Juárez Correa juga membawa sesuatu lainnya dari Internet, yaitu dongeng binatang tentang seekor keledai yang sedih karena terperangkap di dasar sumur. Karena para pencuri sering mendobrak masuk ke sekolah dan memotong kabel listrik dari proyektor kelas (diduga untuk menjual tembaga yang ada di dalam kabel tersebut), maka dia tidak bisa benar-benar memperlihatkan kepada mereka video klip yang menceritakan dongeng tersebut. Maka, dia mendeskripsikan dongeng tersebut kepada mereka.

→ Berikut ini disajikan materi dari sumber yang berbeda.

mod common;

use chameleon_sig::{
    export_public_key, generate_key, Commitment, Curve, Digest, PublicKey, Randomness, SecureRng,
    Signer, SigningKey, Verifier, P256, P384,
};

fn resign_scenario<C: Curve>() {
    common::init_tracing();

    let mut rng = SecureRng::new();
    let sk = generate_key::<C, _>(&mut rng).expect("key generation should succeed");
    let pk = export_public_key(&sk);
    let signer = Signer::new(sk);

    let (r1, d1) = signer
        .sign_str(&mut rng, "test")
        .expect("signing should succeed");
    let r2 = signer
        .re_sign(b"test", b"test2", &r1)
        .expect("re-signing should succeed");

    let verifier = Verifier::new(pk);
    assert!(verifier.verify(b"test", &d1, &r1), "original opening");
    assert!(verifier.verify(b"test2", &d1, &r2), "re-signed opening");
    assert!(!verifier.verify(b"test2", &d1, &r1), "stale randomness");
}

#[test]
fn p256_resign_scenario() {
    resign_scenario::<P256>();
}

#[test]
fn p384_resign_scenario() {
    resign_scenario::<P384>();
}

#[test]
fn hex_exchange_between_parties() {
    common::init_tracing();

    // Signer side: everything leaves the process as hex.
    let mut rng = SecureRng::new();
    let sk = SigningKey::<P256>::generate(&mut rng).unwrap();
    let sk_hex = sk.to_hex().to_string();
    let pk_hex = sk.public_key().to_hex();
    let signer = Signer::new(sk);
    let (r1, d1) = signer.sign(&mut rng, b"invoice #1").unwrap();
    let (r1_hex, d1_hex) = (r1.to_hex(), d1.to_hex());

    // Relying party verifies from hex only.
    let verifier = Verifier::new(PublicKey::<P256>::from_hex(&pk_hex).unwrap());
    assert!(verifier.verify_hex(b"invoice #1", &d1_hex, &r1_hex).unwrap());

    // Signer restores the key from hex and relabels the digest.
    let restored = Signer::new(SigningKey::<P256>::from_hex(&sk_hex).unwrap());
    let r2 = restored
        .re_sign_hex(b"invoice #1", b"invoice #1 (amended)", &r1_hex)
        .unwrap();
    assert!(verifier
        .verify_encoded(b"invoice #1 (amended)", d1.as_bytes(), &r2)
        .unwrap());
}

#[test]
fn chained_resigning_keeps_digest() {
    let signer = common::fresh_signer::<P384>();
    let verifier = Verifier::new(signer.public_key());
    let mut rng = SecureRng::new();

    let (r1, digest) = signer.sign(&mut rng, b"v1").unwrap();
    let r2 = signer.re_sign(b"v1", b"v2", &r1).unwrap();
    let r3 = signer.re_sign(b"v2", b"v3", &r2).unwrap();

    assert!(verifier.verify(b"v1", &digest, &r1));
    assert!(verifier.verify(b"v2", &digest, &r2));
    assert!(verifier.verify(b"v3", &digest, &r3));
    assert_eq!(r3, signer.re_sign(b"v1", b"v3", &r1).unwrap());
}

#[test]
fn commitment_json_roundtrip() {
    let signer = common::fresh_signer::<P256>();
    let commitment = signer.commit(&mut SecureRng::new(), b"payload").unwrap();

    let json = serde_json::to_string(&commitment).unwrap();
    let decoded: Commitment<P256> = serde_json::from_str(&json).unwrap();

    assert_eq!(decoded, commitment);
    assert!(Verifier::new(signer.public_key()).verify_commitment(&decoded));
}

#[test]
fn commitment_json_rejects_bad_randomness() {
    let json = r#"{"message":"00","randomness":"01","digest":"00"}"#;
    assert!(serde_json::from_str::<Commitment<P256>>(json).is_err());
}

#[test]
fn empty_and_binary_messages() {
    let signer = common::fresh_signer::<P256>();
    let verifier = Verifier::new(signer.public_key());
    let mut rng = SecureRng::new();

    let binary = [0u8, 0xff, 0x00, 0x10];
    let (r1, d) = signer.sign(&mut rng, b"").unwrap();
    let r2 = signer.re_sign(b"", &binary, &r1).unwrap();

    assert!(verifier.verify(b"", &d, &r1));
    assert!(verifier.verify(&binary, &d, &r2));
}

#[test]
fn signers_share_nothing_across_threads() {
    let signer = std::sync::Arc::new(common::fresh_signer::<P256>());
    let verifier = std::sync::Arc::new(Verifier::new(signer.public_key()));

    let handles: Vec<_> = (0..4)
        .map(|i| {
            let signer = signer.clone();
            let verifier = verifier.clone();
            std::thread::spawn(move || {
                let message = format!("message {i}");
                let (r1, d) = signer.sign(&mut SecureRng::new(), message.as_bytes()).unwrap();
                let r2 = signer.re_sign(message.as_bytes(), b"shared", &r1).unwrap();
                verifier.verify(b"shared", &d, &r2)
            })
        })
        .collect();

    for handle in handles {
        assert!(handle.join().unwrap());
    }
}

#[test]
fn typed_values_roundtrip_through_bytes() {
    let signer = common::fresh_signer::<P384>();
    let (r, d) = signer.sign(&mut SecureRng::new(), b"m").unwrap();

    assert_eq!(Randomness::<P384>::from_bytes(&r.to_bytes()).unwrap(), r);
    assert_eq!(Digest::from_bytes(d.as_bytes()).unwrap(), d);
    assert_eq!(
        PublicKey::<P384>::from_bytes(&signer.public_key().to_bytes()).unwrap(),
        signer.public_key()
    );
}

Juárez Correa memulai kisah tersebut: Pada suatu hari, seekor keledai jatuh ke dalam sumur. Dia tidak terluka tetapi tidak bisa keluar. Pemilik keledai memutuskan bahwa binatang yang sudah tua itu tidak layak dipelihara lagi, dank arena sumur itu kering, maka dia hanya akan mengubur keduanya (keledai dan menutup sumur). Dia mulai menyekop bongkahan-bongkahan tanah ke dalam sumur. Keledai itu berteriak minta tolong, tapi lelaki itu terus menyekopi tanah ke dalam sumur. Pada akhirnya, keledai  tadi hanya bisa diam. Lelaki itu menyimpulkan bahwa keledai itu sudah mati, maka dia begitu terkejut, setelah banyak menyekop tanah, keledai itu melompat keluar dari sumur. Dia telah kelaur dari gumpalan tanah dan menaiki keluar sampai dia bisa melompat keluar.

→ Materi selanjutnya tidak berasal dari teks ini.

use serde::{Deserialize, Serialize};

use crate::{CurveKind, Error, Result};

/// Output format of the command-line tool.
#[derive(Clone, Copy, Debug, Default, PartialEq, Eq, Serialize, Deserialize, clap::ValueEnum)]
#[serde(rename_all = "lowercase")]
pub enum OutputFormat {
    /// `label: value` lines.
    #[default]
    Text,
    /// A single JSON object.
    Json,
}

/// Settings for the `chameleon` command-line tool.
#[derive(Clone, Debug, Serialize, Deserialize)]
#[serde(default)]
pub struct Config {
    /// Curve used when generating new keys.
    pub curve: CurveKind,
    /// `tracing` filter directive used when `RUST_LOG` is unset.
    pub log_filter: String,
    /// Output format.
    pub output: OutputFormat,
}

impl Default for Config {
    fn default() -> Self {
        Self {
            curve: CurveKind::P384,
            log_filter: "warn".to_string(),
            output: OutputFormat::Text,
        }
    }
}

impl Config {
    /// Loads configuration from defaults, `.env`, a TOML file and the environment.
    ///
    /// Configuration priority (highest to lowest):
    /// 1. Environment variables with `CHAMELEON_` prefix (e.g., `CHAMELEON_CURVE=p256`)
    /// 2. TOML configuration file (if exists)
    /// 3. `.env` file (if exists)
    /// 4. Built-in defaults
    ///
    /// The TOML file path can be set via `CHAMELEON_CONFIG_PATH`. If not set, it
    /// defaults to `./config/chameleon.toml`. A missing file is not an error.
    ///
    /// # Environment Variable Examples
    /// ```bash
    /// CHAMELEON_CURVE=p256
    /// CHAMELEON_LOG_FILTER=chameleon_sig=debug
    /// CHAMELEON_OUTPUT=json
    /// ```
    ///
    /// # Errors
    /// Returns an error if a source is malformed or contains invalid values.
    #[allow(clippy::result_large_err)]
    pub fn load() -> figment::error::Result<Self> {
        use figment::providers::{Env, Format, Serialized, Toml};
        use figment::Figment;

        // Attempt to load .env file (silently ignore if it doesn't exist)
        let _ = dotenvy::dotenv();

        let config_path = std::env::var("CHAMELEON_CONFIG_PATH")
            .unwrap_or_else(|_| "config/chameleon.toml".to_string());

        Figment::from(Serialized::defaults(Config::default()))
            .merge(Toml::file(&config_path))
            .merge(Env::prefixed("CHAMELEON_").ignore(&["CONFIG_PATH"]))
            .extract()
    }

    /// Validates the configuration.
    ///
    /// # Errors
    /// Returns [`Error::Config`] if the log filter is empty.
    pub fn validate(&self) -> Result<()> {
        if self.log_filter.trim().is_empty() {
            return Err(Error::Config("log_filter cannot be empty".to_string()));
        }
        Ok(())
    }
}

Juárez Correa mengamati murid-muridnya. “Kita seperti keledai tadi” katanya. “Segala hal yang dilemparkan kepada kita adalah sebuah kesempatan untuk menaiki keluar dari sumur kita sekarang ini.”

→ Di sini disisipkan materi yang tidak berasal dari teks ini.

//! NIST P-256 (secp256r1) curve adapter.
//!
//! # Security Level
//!
//! P-256 provides approximately 128 bits of security against classical attacks.

use p256::elliptic_curve::bigint::U256;
use p256::elliptic_curve::group::Group as _;
use p256::elliptic_curve::ops::Reduce;
use p256::elliptic_curve::sec1::{FromEncodedPoint, ToEncodedPoint};
use p256::elliptic_curve::{Field, PrimeField};
use p256::{AffinePoint, EncodedPoint, FieldBytes, ProjectivePoint, Scalar as P256Scalar};
use subtle::{Choice, ConstantTimeEq};
use zeroize::Zeroize;

use crate::primitives::crypto::encoding::expect_len;
use crate::primitives::crypto::DIGEST_BYTES;
use crate::{Curve, Error, Result};

/// Number of bytes in a P-256 scalar (32 bytes).
const P256_SCALAR_BYTES: usize = 32;

/// SEC1 tag of an uncompressed point.
const SEC1_UNCOMPRESSED_TAG: u8 = 0x04;

/// P-256 (secp256r1) curve marker.
#[derive(Clone, Debug, Default, PartialEq, Eq)]
pub struct P256;

/// Scalar modulo the P-256 group order.
///
/// Scalars are automatically zeroized when dropped for security.
#[derive(Clone, Debug)]
pub struct Scalar(P256Scalar);

/// Point on the P-256 curve.
///
/// Points are stored in projective coordinates for efficient arithmetic and
/// encoded uncompressed.
#[derive(Clone, Debug)]
pub struct Element(ProjectivePoint);

impl Zeroize for Scalar {
    fn zeroize(&mut self) {
        // P256Scalar doesn't expose mutable internals, so we overwrite with zero
        self.0 = P256Scalar::ZERO;
    }
}

impl Drop for Scalar {
    fn drop(&mut self) {
        self.zeroize();
    }
}

impl ConstantTimeEq for Scalar {
    fn ct_eq(&self, other: &Self) -> Choice {
        self.0.ct_eq(&other.0)
    }
}

impl PartialEq for Scalar {
    fn eq(&self, other: &Self) -> bool {
        self.ct_eq(other).into()
    }
}

impl Eq for Scalar {}

impl PartialEq for Element {
    fn eq(&self, other: &Self) -> bool {
        self.0.to_affine().eq(&other.0.to_affine())
    }
}

impl Eq for Element {}

impl Curve for P256 {
    type Scalar = Scalar;
    type Element = Element;

    const SCALAR_BYTES: usize = P256_SCALAR_BYTES;
    const ORDER_BITS: usize = 256;
    const ORDER_HEX: &'static str =
        "ffffffff00000000ffffffffffffffffbce6faada7179e84f3b9cac2fc632551";

    fn name() -> &'static str {
        "P-256"
    }

    fn generator() -> Self::Element {
        Element(ProjectivePoint::GENERATOR)
    }

    fn scalar_from_bytes(bytes: &[u8]) -> Result<Self::Scalar> {
        expect_len(bytes, P256_SCALAR_BYTES, "P-256 scalar")?;

        let repr = FieldBytes::clone_from_slice(bytes);
        Option::<P256Scalar>::from(P256Scalar::from_repr(repr))
            .map(Scalar)
            .ok_or_else(|| Error::Decode("P-256 scalar is not below the group order".to_string()))
    }

    fn scalar_to_bytes(scalar: &Self::Scalar) -> Vec<u8> {
        scalar.0.to_repr().to_vec()
    }

    fn scalar_from_digest(digest: &[u8; DIGEST_BYTES]) -> Self::Scalar {
        let bytes = FieldBytes::from_slice(digest);
        Scalar(<P256Scalar as Reduce<U256>>::reduce_bytes(bytes))
    }

    fn element_from_bytes(bytes: &[u8]) -> Result<Self::Element> {
        expect_len(bytes, Self::uncompressed_len(), "P-256 point")?;
        if bytes[0] != SEC1_UNCOMPRESSED_TAG {
            return Err(Error::Decode(format!(
                "P-256 point: expected uncompressed tag 0x04, got {:#04x}",
                bytes[0]
            )));
        }

        let encoded = EncodedPoint::from_bytes(bytes)
            .map_err(|_| Error::Decode("Failed to parse encoded P-256 point".to_string()))?;

        let affine = Option::<AffinePoint>::from(AffinePoint::from_encoded_point(&encoded))
            .ok_or_else(|| Error::Decode("Bytes do not represent a P-256 curve point".to_string()))?;

        Ok(Element(ProjectivePoint::from(affine)))
    }

    fn element_to_bytes(element: &Self::Element) -> Vec<u8> {
        let affine = element.0.to_affine();
        affine.to_encoded_point(false).as_bytes().to_vec()
    }

    fn base_mul(scalar: &Self::Scalar) -> Self::Element {
        Element(ProjectivePoint::GENERATOR * scalar.0)
    }

    fn scalar_mul(element: &Self::Element, scalar: &Self::Scalar) -> Self::Element {
        Element(element.0 * scalar.0)
    }

    fn element_add(a: &Self::Element, b: &Self::Element) -> Self::Element {
        Element(a.0 + b.0)
    }

    fn is_identity(element: &Self::Element) -> bool {
        element.0.is_identity().into()
    }

    fn scalar_add(a: &Self::Scalar, b: &Self::Scalar) -> Self::Scalar {
        Scalar(a.0 + b.0)
    }

    fn scalar_sub(a: &Self::Scalar, b: &Self::Scalar) -> Self::Scalar {
        Scalar(a.0 - b.0)
    }

    fn scalar_mul_scalar(a: &Self::Scalar, b: &Self::Scalar) -> Self::Scalar {
        Scalar(a.0 * b.0)
    }

    fn scalar_invert(scalar: &Self::Scalar) -> Option<Self::Scalar> {
        if Self::scalar_is_zero(scalar) {
            None
        } else {
            Option::<P256Scalar>::from(scalar.0.invert()).map(Scalar)
        }
    }

    fn scalar_is_zero(scalar: &Self::Scalar) -> bool {
        scalar.0.is_zero().into()
    }
}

Ketika ujian nasional standar selama dua hari dilakukan pada bulan Juni 2012, Juárez Correa memandangnya sebagai tumpukan tanah lainnya yang dilemparkan ke kepala anak-anak. Itu merupakan satu langkah mundur kembali ke cara sekolah biasanya: mekanis dan membosankan. Untuk mencegah terjadinya kecurangan, seorang koordinator dari Kementrian Pendidikan mengawasi proses tersebut dan menjaga lembar jawaban di akhir ujian. Itu terasa seperti latihan militer, tetapi anak-anak hancur dikarenakan pertanyana-pertanyaan tersebut, mereka tidak bisa membantu memperhatikan bahwa itu terasa mudah, seolah-olah mereka diminta melakukan sesuatu yang sangat mendasar.
Ricardo Zavala Hernandez, kepala sekolah di José Urbina López, menikmati secangkir kopi setiap paginya ketika dia berselancar di dunia maya (membuka banyak web) di kantor administrasi, sebuah bangunan terbuat dari semen yang menaungi dua komputer sekolah. Suatu hari di bulan September 2012, dia meng-klik situs ENLACE, tes prestasi nasional Meksiko, dan menemukan bahwa hasil tes untuk bulan Juni telah diposting di sana.
Zavala Hernandez meletakkan cangkir kopinya. Kebanyakan kelasnya kurang mendapatkan nilai bagus tahun ini, namun nilai Paloma merupakan cerita yang baru. Tahun sebelumnya, 45 persen gagal untuk matematika dan 31 persen gagal untuk pelajaran bahasa Spanyol. Kali ini hanya 7 persen yang gagal di matematika dan hanya 3,5 persen yang gagal pelajaran bahasa Spanyol. Dan meskipun belum pernah ada yang mendapatkan nilai Tertinggi sebelumnya, 63 persen lulus kategori matematika. Nilai bahasa sangat tinggi. Bahkan nilai terendah berada di atas rata-rata nasional. Kemudian dia memperhatikan nilai matematika. Nilai teratas di kelas Juárez Correa adalah 921. Zavala Hernandez melihat nilai teratas nasional 921. Ketika dia melihat kotak di sebelahnya, bulu kuduk di tangannya berdiri. Nilai teratas untuk skala nasional juga 921.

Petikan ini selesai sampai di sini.